Semi-automated and manual reconstructions of a mitral valve. (a) A fitted cm-rep of the valve. (b) Manual tracing of the atrial surface of the valve in the same image data. (b) Manual tracing (blue) overlaid on the fitted cm-rep.

To assess the accuracy of automated ROA measurements, the ROA derived from semi-automated 3D US analysis was compared to a qualitative assessment of MR severity on intra-operative clinical radiology. For each of 14 patients, MR severity was reported as trace or mild, or moderate to severe based on intraoperative Doppler imaging. By semi-automated image analysis, the ROA was 0–18 mm2 in patients with trace or mild MR and 22–55 mm2 in patients with moderate to severe MR. Figure 11 illustrates the consistency between quantitative measurements of the orifice area and qualitative assessment of MR severity made on clinical radiology.

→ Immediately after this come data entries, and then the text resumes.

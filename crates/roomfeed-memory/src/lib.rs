//! In-process backend for roomfeed.
//!
//! [`MemoryBackend`] plays all three collaborators at once: document store,
//! change source and auth provider. It enforces the chat application's
//! write rules so that rejected writes behave as they would against the
//! hosted store. Used by the integration tests and for local runs.

pub mod backend;
pub mod ordering;
pub mod rules;

pub use backend::MemoryBackend;
pub use rules::{ChatRules, OpenRules, WriteRules};
//! roomfeed CLI - Command-line tools for change-feed batches

use anyhow::Result;
use clap::{Parser, Subcommand};
use std::path::PathBuf;

mod commands;

use commands::replay::OutputFormat;

#[derive(Parser)]
#[command(name = "roomfeed")]
#[command(author, version, about, long_about = None)]
#[command(propagate_version = true)]
struct Cli {
    /// Enable verbose logging
    #[arg(short, long, global = true)]
    verbose: bool,

    #[command(subcommand)]
    command: Commands,
}

#[derive(Subcommand)]
enum Commands {
    /// Fold a JSON Lines file of change batches into a projection and print it
    Replay {
        /// Input file, one JSON array of changes per line
        file: PathBuf,

        /// Output format
        #[arg(short, long, value_enum, default_value_t = OutputFormat::Table)]
        format: OutputFormat,
    },
}

fn main() -> Result<()> {
    let cli = Cli::parse();

    // Initialize logging; stdout is reserved for command output
    let log_level = if cli.verbose { "debug" } else { "info" };
    tracing_subscriber::fmt()
        .with_env_filter(
            tracing_subscriber::EnvFilter::try_from_default_env()
                .unwrap_or_else(|_| tracing_subscriber::EnvFilter::new(log_level)),
        )
        .with_writer(std::io::stderr)
        .init();

    match cli.command {
        Commands::Replay { file, format } => {
            commands::replay::execute(file, format)?;
        }
    }

    Ok(())
}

By single-factor analysis of variance (ANOVA), there was a statistically significant difference in the ROA measurements of the three categories of MR severity (p = 0.002). The sensitivity of the ROA measurements with respect to user initialization is presented in Table Table II.. For each level of initialization noise, the p-value obtained by single-factor ANOVA indicated a statistically significant difference in the ROA measurements of three categories of MR severity. As initialization noise increased, the percent change in the ROA measurement increased, and statistical significance decreased as initialization noise reached 2.0 mm.

Figure 11.

Figure 11

Automated measurement of the regurgitant orifice area (ROA) is shown as a function of MR severity assessed by intraoperative Doppler imaging.

Table II.

Average percent difference in the regurgitant orifice area (ROA) when noise is applied to the user-initialized points in semi-automated segmentation. The p-values obtained by single-factor ANOVA indicate a statistically significant difference in the ROA measurements of three categories of MR severity (trace, mild, and moderate to severe).

  Initialization noise
  0.0 mm 0.5 mm 1.0 mm 1.5 mm 2.0 mm
Percent difference in ROA 3.7 ± 4.5 8.5 ± 6.0 7.6 ± 7.9 10.5 ± 7.5
p-value 0.002 0.019 0.008 0.001 0.044

Accuracy of valve shape approximation with cm-rep

The Dice similarity coefficients, measuring the overlap between each binary image segmentation and the fitted cm-rep, are shown in Table Table III.. Note that the Dice coefficient examines the suitability of cm-rep as a representation of valve shape, rather than the accuracy of segmentation. With the initial valve template designed from the image data of a patient with severe MR, the average Dice coefficients were 0.908 and 0.881 for the anterior and posterior leaflets, with all coefficients greater than 0.825. The maximum change in the Dice coefficient measured using three different templates was 0.062. The average coefficients of variation in the morphological measurements derived from the three template fittings were 2.0% for annular area, 2.1% for annular circumference, 12.6% for annular height, 2.7% for intercommissural width, 1.7% for septolateral length, 7.7% for total tenting volume, and 3.4% for percent anterior tenting volume.

Table III.

Dice similarity coefficient measuring overlap between the binary segmentation and fitted medial model using three different templates. The Dice similarities for the anterior and posterior leaflets are separately computed. S1, S3, and S5 refer to the valve templates generated from image data acquired from Subjects 1 (severe MR), 3 (mild MR), and 5 (trace MR), respectively.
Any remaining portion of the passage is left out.